Juliet's J-Rock Report #1 - April 2025
In this issue: some background info, a profile of one of my favorite Japanese bands, song reviews, and more!
Thank you for checking out “Juliet’s J-Rock Report”, a monthly newsletter about Japanese punk, rock and other music I’ve found and enjoyed lately!
Here’s what you can expect from this and/or future issues, which will drop on the 6th of the month[1]:
A long-form deep dive covering a specific artist, show, subgenre (or all three!)
A handful of song and/or album reviews
A guest feature from my lovely partner Jeremy, author of “The Deenz List”
This first issue will be a little long, but bear with me – I want to give some context on why I’ve taken on this project in the first place.
[1] The joke here being that the Japanese word for the number six 六 is pronounced “roku”, which kind of sounds like “rock”. I also needed to force myself to have a deadline so I’d actually make this thing happen and attempt to stick to a semi-consistent schedule.
A Brief Disclaimer re: Translation
I first began my Japanese studies in April 2023, and since then have pursued them through a variety of apps, online classes, and textbooks[1], which at present have put me at what I’d call an Advanced Beginner-Low Intermediate level. I’ve learned about 1200 kanji and 4000 vocab words in the subsequent two years and while I’d say I generally understand the core fundamentals of grammar and sentence structure, I’m still a long way off from being anywhere close to fluent. As such, while I will try my best using my existing knowledge and the resources at my disposal[2], please take my translations of lyrics, album and song titles with a grain of salt. There will be linguistic and cultural nuances that are lost in my translations, especially in works that address complex and sensitive topics. For future issues, I may try to find a native speaker who is willing to review my interpretations. Likewise, if you’re a native speaker and have corrections for me, please reach out! In any case, for now please bear with me – consider this a learning experience for all of us!

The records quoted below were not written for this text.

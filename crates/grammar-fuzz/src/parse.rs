//! Converting externally parsed inputs into derivation trees.
//!
//! Parse trees produced by a conventional parser are a plain rule
//! hierarchy: they carry no record of which alternatives were chosen or
//! how often quantifiers iterated, so they cannot participate in
//! evolution as-is. The adapter rebuilds that decision structure by
//! matching every rule node's children against the grammar graph —
//! rule-local matching suffices, because the parser already validated
//! the input.

use std::collections::{HashMap, HashSet};

use serde::{Deserialize, Serialize};
use tracing::warn;

use crate::graph::{GrammarGraph, Vertex, VertexId};
use crate::serializer::Transformer;
use crate::tree::{NodeId, NodeKind, RuleSize, Tree};

/// Name reserved for tokens the parser could not recognize.
pub const INVALID_TOKEN_NAME: &str = "<INVALID>";

/// The external parse tree contract: rule applications with an optional
/// alternative label, and tokens with their matched text. Hidden-channel
/// tokens appear inline among the children and are recognized by name.
#[derive(Debug, Clone, Serialize, Deserialize)]
#[serde(rename_all = "snake_case")]
pub enum ParseNode {
    Rule {
        name: String,
        #[serde(default)]
        label: Option<String>,
        #[serde(default)]
        children: Vec<ParseNode>,
    },
    Token { name: String, text: String },
}

#[derive(Debug, thiserror::Error)]
pub enum AdaptError {
    #[error("parse tree root must be a rule application")]
    RuleRootExpected,
    #[error("unknown rule {name:?} in parse tree")]
    UnknownRule { name: String },
    #[error("children of rule {rule:?} do not match its grammar definition")]
    Mismatch { rule: String },
    #[error("parse tree depth {depth} exceeds the limit {limit}")]
    TooDeep { depth: usize, limit: usize },
    #[error("parse tree contains unrecognized tokens")]
    SyntaxErrors,
}

/// Adapter turning external parse trees into derivation trees with
/// reconstructed alternation and quantifier structure.
pub struct ParserAdapter<'g> {
    graph: &'g GrammarGraph,
    hidden: HashSet<String>,
    max_depth: usize,
    strict: bool,
    transformers: Vec<Transformer>,
}
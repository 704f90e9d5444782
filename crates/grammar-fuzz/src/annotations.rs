//! Tree metadata for the mutation engine: per-node levels, subtree
//! heights and token counts, plus buckets of nodes grouped by structural
//! identity (rule name, alternation site, quantifier site).
//!
//! Annotations are derived in one pre-order pass and never updated in
//! place; mutated trees get fresh annotations through a fresh
//! [`Individual`](crate::population::Individual).

use indexmap::IndexMap;

use crate::tree::{NodeId, NodeKind, Tree};

/// Structural identity of a mutation target.
#[derive(Debug, Clone, PartialEq, Eq, Hash, derive_more::Display)]
pub enum NodeKey {
    /// A rule node, by display name.
    #[display("{_0}")]
    Rule(String),
    /// An alternation site: `(containing rule, alternation index)`.
    #[display("({_0}, a, {_1})")]
    Alt(String, usize),
    /// A quantifier site: `(containing rule, quantifier index)`.
    #[display("({_0}, q, {_1})")]
    Quant(String, usize),
}

/// Precomputed metadata of one tree.
#[derive(Debug, Default)]
pub struct Annotations {
    node_levels: Vec<usize>,
    node_depths: Vec<usize>,
    node_tokens: Vec<usize>,
    pub rules_by_name: IndexMap<NodeKey, Vec<NodeId>>,
    pub alts_by_name: IndexMap<NodeKey, Vec<NodeId>>,
    pub quants_by_name: IndexMap<NodeKey, Vec<NodeId>>,
}

impl Annotations {
    pub fn new(tree: &Tree) -> Self {
        let mut annotations = Self {
            node_levels: vec![0; tree.node_count()],
            node_depths: vec![0; tree.node_count()],
            node_tokens: vec![0; tree.node_count()],
            rules_by_name: IndexMap::new(),
            alts_by_name: IndexMap::new(),
            quants_by_name: IndexMap::new(),
        };
        annotations.annotate(tree, tree.root(), 0, None);
        annotations
    }

    /// Distance of `node` from the root.
    pub fn level(&self, node: NodeId) -> usize {
        self.node_levels[node.index()]
    }

    /// Height of the subtree rooted at `node`; tokens count as leaves.
    pub fn depth(&self, node: NodeId) -> usize {
        self.node_depths[node.index()]
    }

    /// Token weight of the subtree rooted at `node`.
    pub fn tokens(&self, node: NodeId) -> usize {
        self.node_tokens[node.index()]
    }

    /// All bucketed rule nodes.
    pub fn rules(&self) -> impl Iterator<Item = NodeId> + '_ {
        self.rules_by_name.values().flatten().copied()
    }

    /// All bucketed quantifier nodes.
    pub fn quants(&self) -> impl Iterator<Item = NodeId> + '_ {
        self.quants_by_name.values().flatten().copied()
    }

    fn annotate(
        &mut self,
        tree: &Tree,
        node: NodeId,
        level: usize,
        enclosing_rule: Option<&str>,
    ) -> (usize, usize) {
        self.node_levels[node.index()] = level;

        match tree.kind(node) {
            NodeKind::UnlexerRule {
                name,
                size,
                immutable,
                ..
            } => {
                // Tokens are leaves of the structural tree: their chunk
                // children are text, not mutation targets. The +1 counts
                // the token itself on top of its recorded sub-token count.
                if let Some(name) = name.as_deref().filter(|&n| n != "<INVALID>") {
                    if tree.parent(node).is_some() && !immutable {
                        self.rules_by_name
                            .entry(NodeKey::Rule(name.to_owned()))
                            .or_default()
                            .push(node);
                    }
                }
                let tokens = size.tokens + 1;
                self.node_tokens[node.index()] = tokens;
                return (0, tokens);
            }

            NodeKind::UnparserRule { name } => {
                let rule = (name != "<INVALID>").then_some(name.as_str());
                if let Some(rule) = rule {
                    if tree.parent(node).is_some() {
                        self.rules_by_name
                            .entry(NodeKey::Rule(rule.to_owned()))
                            .or_default()
                            .push(node);
                    }
                }
                let rule = rule.map(str::to_owned);
                return self.annotate_children(tree, node, level, rule.as_deref());
            }

            NodeKind::Quantifier { idx, .. } => {
                if let Some(rule) = enclosing_rule {
                    self.quants_by_name
                        .entry(NodeKey::Quant(rule.to_owned(), *idx))
                        .or_default()
                        .push(node);
                }
            }

            NodeKind::Alternative { alt_idx, .. } => {
                if let Some(rule) = enclosing_rule {
                    self.alts_by_name
                        .entry(NodeKey::Alt(rule.to_owned(), *alt_idx))
                        .or_default()
                        .push(node);
                }
            }

            NodeKind::Quantified => {}
        }

        self.annotate_children(tree, node, level, enclosing_rule)
    }

    fn annotate_children(
        &mut self,
        tree: &Tree,
        node: NodeId,
        level: usize,
        enclosing_rule: Option<&str>,
    ) -> (usize, usize) {
        let mut depth = 0;
        let mut tokens = 0;
        for i in 0..tree.children(node).len() {
            let child = tree.children(node)[i];
            let (child_depth, child_tokens) =
                self.annotate(tree, child, level + 1, enclosing_rule);
            depth = depth.max(child_depth + 1);
            tokens += child_tokens;
        }
        self.node_depths[node.index()] = depth;
        self.node_tokens[node.index()] = tokens;
        (depth, tokens)
    }
}

#[cfg(test)]
mod tests {
    use super::*;
    use crate::compiler::ast::Suffix;
    use crate::generator::Generator;
    use crate::model::DefaultModel;
    use crate::testing::*;
    use crate::tree::RuleSize;

    fn star_tree(seed: u64) -> Tree {
        // S: A* 'end'; A: [x]; — A is a charset rule so that its tokens
        // stay mutable and show up in the rule buckets.
        let graph = compile(vec![
            parser_rule("S", seq(vec![quant(rref("A"), Suffix::Star), lit("end")])),
            lexer_rule(
                "A",
                seq(vec![crate::compiler::ast::Element::Charset { value: "x".into() }]),
            ),
        ]);
        Generator::new(&graph)
            .with_model(Box::new(DefaultModel::with_seed(seed)))
            .with_limit(RuleSize::new(10, 10))
            .generate(None)
            .expect("generation succeeds")
    }

    #[test]
    fn buckets_group_by_structural_identity() {
        let tree = star_tree(5);
        let annotations = Annotations::new(&tree);
        let quants = &annotations.quants_by_name[&NodeKey::Quant("S".into(), 0)];
        assert_eq!(quants.len(), 1);
        // The root is excluded from the rule buckets.
        assert!(
            !annotations
                .rules_by_name
                .get(&NodeKey::Rule("S".into()))
                .is_some_and(|nodes| nodes.contains(&tree.root()))
        );
        // Every generated A is bucketed under its name.
        let iterations = tree.children(quants[0]).len();
        let a_bucket = annotations
            .rules_by_name
            .get(&NodeKey::Rule("A".into()))
            .map_or(0, Vec::len);
        assert_eq!(a_bucket, iterations);
    }

    #[test]
    fn levels_and_depths_are_consistent() {
        let tree = star_tree(9);
        let annotations = Annotations::new(&tree);
        assert_eq!(annotations.level(tree.root()), 0);
        for node in tree.iter_depth_first(tree.root()) {
            for &child in tree.children(node) {
                if !matches!(tree.kind(node), NodeKind::UnlexerRule { .. }) {
                    assert_eq!(annotations.level(child), annotations.level(node) + 1);
                    assert!(annotations.depth(node) > annotations.depth(child));
                }
            }
        }
    }

    #[test]
    fn token_counts_sum_over_subtrees() {
        let tree = star_tree(3);
        let annotations = Annotations::new(&tree);
        let quantifier = tree.children(tree.root())[0];
        let iterations = tree.children(quantifier).len();
        // Each iteration holds one simple token (counting 2: itself plus
        // its recorded context), plus the trailing 'end' token.
        assert_eq!(annotations.tokens(quantifier), iterations * 2);
        assert_eq!(annotations.tokens(tree.root()), iterations * 2 + 2);
    }

    #[test]
    fn recomputation_is_idempotent() {
        let tree = star_tree(12);
        let first = Annotations::new(&tree);
        let second = Annotations::new(&tree);
        assert_eq!(first.rules_by_name, second.rules_by_name);
        assert_eq!(first.alts_by_name, second.alts_by_name);
        assert_eq!(first.quants_by_name, second.quants_by_name);
        for node in tree.iter_depth_first(tree.root()) {
            assert_eq!(first.level(node), second.level(node));
            assert_eq!(first.depth(node), second.depth(node));
            assert_eq!(first.tokens(node), second.tokens(node));
        }
    }
}
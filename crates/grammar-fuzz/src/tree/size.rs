use std::cmp::Ordering;
use std::ops::{Add, AddAssign, Sub, SubAssign};

use serde::{Deserialize, Serialize};

/// Size of a (sub)tree, measured both in derivation depth and in produced
/// tokens. The generator keeps a mutable *current* size and an immutable
/// *limit*; at every rule boundary `current <= limit` must hold.
///
/// `usize::MAX` acts as the unbounded sentinel in both components, so all
/// arithmetic is saturating.
#[derive(Debug, Clone, Copy, PartialEq, Eq, Hash, Default, Serialize, Deserialize)]
pub struct RuleSize {
    pub depth: usize,
    pub tokens: usize,
}

impl RuleSize {
    pub const ZERO: Self = Self { depth: 0, tokens: 0 };

    /// The unbounded size, used as the default generation limit.
    pub const MAX: Self = Self {
        depth: usize::MAX,
        tokens: usize::MAX,
    };

    pub const fn new(depth: usize, tokens: usize) -> Self {
        Self { depth, tokens }
    }
}

/// Pointwise partial order: `a <= b` iff both components are `<=`.
impl PartialOrd for RuleSize {
    fn partial_cmp(&self, other: &Self) -> Option<Ordering> {
        match (self.depth.cmp(&other.depth), self.tokens.cmp(&other.tokens)) {
            (Ordering::Equal, ord) | (ord, Ordering::Equal) => Some(ord),
            (lhs, rhs) if lhs == rhs => Some(lhs),
            _ => None,
        }
    }
}

impl Add for RuleSize {
    type Output = Self;

    fn add(self, rhs: Self) -> Self {
        Self {
            depth: self.depth.saturating_add(rhs.depth),
            tokens: self.tokens.saturating_add(rhs.tokens),
        }
    }
}

impl AddAssign for RuleSize {
    fn add_assign(&mut self, rhs: Self) {
        *self = *self + rhs;
    }
}

impl Sub for RuleSize {
    type Output = Self;

    fn sub(self, rhs: Self) -> Self {
        Self {
            depth: self.depth.saturating_sub(rhs.depth),
            tokens: self.tokens.saturating_sub(rhs.tokens),
        }
    }
}

impl SubAssign for RuleSize {
    fn sub_assign(&mut self, rhs: Self) {
        *self = *self - rhs;
    }
}

#[cfg(test)]
mod tests {
    use super::*;

    #[test]
    fn pointwise_ordering_is_partial() {
        assert!(RuleSize::new(1, 2) <= RuleSize::new(1, 2));
        assert!(RuleSize::new(1, 2) <= RuleSize::new(2, 2));
        assert!(RuleSize::new(1, 2) < RuleSize::new(2, 3));
        // Incomparable pair: neither `<=` nor `>=`.
        assert!(!(RuleSize::new(1, 5) <= RuleSize::new(2, 3)));
        assert!(!(RuleSize::new(1, 5) >= RuleSize::new(2, 3)));
    }

    #[test]
    fn max_is_absorbing() {
        assert_eq!(RuleSize::MAX + RuleSize::new(1, 1), RuleSize::MAX);
        assert!(RuleSize::new(100, 100) <= RuleSize::MAX);
    }

    #[test]
    fn subtraction_saturates() {
        assert_eq!(
            RuleSize::new(1, 2) - RuleSize::new(5, 1),
            RuleSize::new(0, 1)
        );
    }
}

[1] If people are interested at some point I can do a meta-issue on my experiences specifically with learning Japanese and the tools I’ve used to do so
[2] As a general rule, I do not use ChatGPT or any GenAI programs, though I will use Google Translate to cross-check from time to time
Same Same But Different - An Introduction
As some of you may know, I used to be a Music person. After picking up guitar at age 10, discovering Led Zeppelin at age 12, hearing Radiohead at age 13, then finding PJ Harvey at age 14, I spent the bulk of my adolescence and young adulthood fixated on rock, punk, hardcore, riot grrrl, noise rock, alternative, “indie”, whatever you want to call it. I practiced guitar, made fanzines, did music after-school programs in high school then started my own bands in college, spent weekend afternoons shopping for records, went to DIY shows and photographed them for music websites, trawled the web for Blogspots with Mediafire download links for increasingly obscure artists, and connected with likeminded obsessives on Tumblr, finding solace in one another as we had few friends IRL who could understand our fixations.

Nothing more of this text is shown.